国元でも太閤時代からの由緒ある商家として一目置かれ、商家にもかかわらず扶持をとり、幼少から武家と違わず文武共に教え込まれてきた男が、礼節を知らぬわけがない。暫し遊学にと設けられた三年の期間を、恐らく万丈目は家督の重圧に追われるように日々急いて生きているに違いない。双六は其れを我が身のことのように理解することが出来た。其れゆえ、双六は万丈目を受け止める。江戸にしがらみを捨てに来たのなら、己が行き場を作ってやろうと、崩れかけた狭い間口を大きく開けて、せめて迎え入れてやるのがいいだろう。
あえて麻の羽織をなびかせる万丈目の背を、その温厚な目で双六は、そう見ているのかもれなかった。

「少しは三沢の旦那を見習えやい」
佐助の声で、はと目を覚ました。覚えず、寝ていたらしい。噎せ返るような長屋の空気が万丈目を夢中に落としていた。
「佐助、今何時だ」
ふらつく肢体を這いずらせて、戸を開ける。夜半の風が、火照った体に心地よい。
「夜鷹もそろそろ帰ぇる頃さ。腹でも減ったのけぇ」
「いや、──ああ、そうだな」
へっ若ぇのはいいな。佐助は空の徳利を転がして、ごろりと横になった。開け放った戸から寒々と吹き込む風が気持ちいいのか、まどろむように瞬きを繰り返している。
「俺ぁ無理だ」
俺ぁ無理だ。佐助が唸る。万丈目が佐助を無理に引っ張って、蕎麦を食べに行くとでも思ったらしい。心配するな。万丈目は笑って言った。
「蕎麦がもう帰ったと言ったのはお前だぞ」
その言葉に、違うと佐助が言った。
「俺は年だし才もねぇ。三沢の旦那にだって妻子がいる。お前ぇはいいなぁ」
また繰り言かと思ったが、佐助の零す言葉は万丈目の予想していたものではなかった。
「何がいいというのだ」
戸を三寸ほど開けたまま、ごろりと寝転んだ。俺の生活なんて先々が見えてる。もうあと数年も逃れられない事を、万丈目は知っていた。だからこそ、「暫し考えよう」なのだ。

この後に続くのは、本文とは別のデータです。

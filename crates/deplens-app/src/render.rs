//! Rendering: JSON serialization, terminal text, Markdown, and file writers.

use anyhow::Context;
use camino::Utf8Path;
use deplens_types::{ReportEnvelope, Severity, Verdict};

/// Pretty JSON with a trailing newline, ready to write to a file.
pub fn serialize_report(report: &ReportEnvelope) -> anyhow::Result<String> {
    let mut json = serde_json::to_string_pretty(report).context("serialize report")?;
    json.push('\n');
    Ok(json)
}

fn severity_tag(severity: Severity) -> &'static str {
    match severity {
        Severity::Info => "INFO",
        Severity::Warning => "WARN",
        Severity::Error => "ERROR",
    }
}

fn verdict_tag(verdict: &Verdict) -> &'static str {
    match verdict {
        Verdict::Pass => "PASS",
        Verdict::Warn => "WARN",
        Verdict::Fail => "FAIL",
    }
}

/// Compact report for the terminal: one header line, one line per diagnostic.
pub fn render_text(report: &ReportEnvelope) -> String {
    let mut out = String::new();
    out.push_str(&format!(
        "{}-{}: {} ({} diagnostics)\n",
        report.package.name,
        report.package.version,
        verdict_tag(&report.verdict),
        report.diagnostics.len()
    ));
    for diagnostic in &report.diagnostics {
        out.push_str(&format!(
            "{:>5} {} [{}]\n",
            severity_tag(diagnostic.severity),
            diagnostic.message,
            diagnostic.code
        ));
    }
    out
}

/// Markdown report for review artifacts and PR comments.
pub fn render_markdown(report: &ReportEnvelope) -> String {
    let mut out = String::new();

    out.push_str("# Deplens report\n\n");
    out.push_str(&format!(
        "- Package: **{}-{}**\n- Verdict: **{}**\n- Diagnostics: {} ({} error, {} warning, {} info)\n\n",
        report.package.name,
        report.package.version,
        verdict_tag(&report.verdict),
        report.diagnostics.len(),
        report.counts.error,
        report.counts.warning,
        report.counts.info
    ));

    if report.diagnostics.is_empty() {
        out.push_str("No diagnostics.\n");
        return out;
    }

    out.push_str("## Diagnostics\n\n");
    for diagnostic in &report.diagnostics {
        out.push_str(&format!(
            "- [{}] `{}` {} (line {}, col {})\n",
            severity_tag(diagnostic.severity),
            diagnostic.code,
            diagnostic.message,
            diagnostic.range.start.line,
            diagnostic.range.start.character
        ));
    }

    out
}

/// Write the JSON envelope, creating parent directories as needed.
pub fn write_report(path: &Utf8Path, report: &ReportEnvelope) -> anyhow::Result<()> {
    let data = serialize_report(report)?;
    write_text(path, &data)
}

/// Write any rendered text, creating parent directories as needed.
pub fn write_text(path: &Utf8Path, text: &str) -> anyhow::Result<()> {
    if let Some(parent) = path.parent() {
        if !parent.as_str().is_empty() {
            std::fs::create_dir_all(parent)
                .with_context(|| format!("create directory: {parent}"))?;
        }
    }
    std::fs::write(path, text).with_context(|| format!("write file: {path}"))?;
    Ok(())
}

「金がねぇのは、皆同じだ。けどお前ぇには時間がある。だからこそ、考えてる暇なんて、必要ないんじゃねぇのか」
酔いが醒めてきたのが、将又酔ったからこそ、腹にためかねた思いが口をついて出たのか。もしかすれば、一番道場経営を案じているのは、佐助かも知れぬと、万丈目はだんだんに冴える頭で考えた。
三沢も、同じような事を腹に据えていたに違いない。口には出さぬが、瀟殺とした後姿を見れば、自ずと其れが分かった。見舞い酒だけ置いて帰ってきたのは、その所為だ。
時間はある。だかそのある時間をどう工面すればよいのか、そのすべが俺にはないのだ。
誰かこの八方塞のいずれか一方を、快く受け持ってくれまいかと願うのだが、やはり其れは失念のうちに終えるのだった。
どうやっても俺は家督を継がなければならないらしい。
「何がいいというのだ」
精一杯醜悪の情を込めて、万丈目は己の鬱積した憤怒を吐き捨てた。佐助はもう、何も言わない。
風が、息苦しい空気を押し上げた。戸の隙間から厳浄の空が見える。仄かに明るい、星月夜である。
どこかに行こうか。万丈目は思ったが、どこに行こうにも、もう木戸は閉まっている。
──十代。
何となく、飄々とした男の顔が浮かんで、静かに風の中に消えて行った。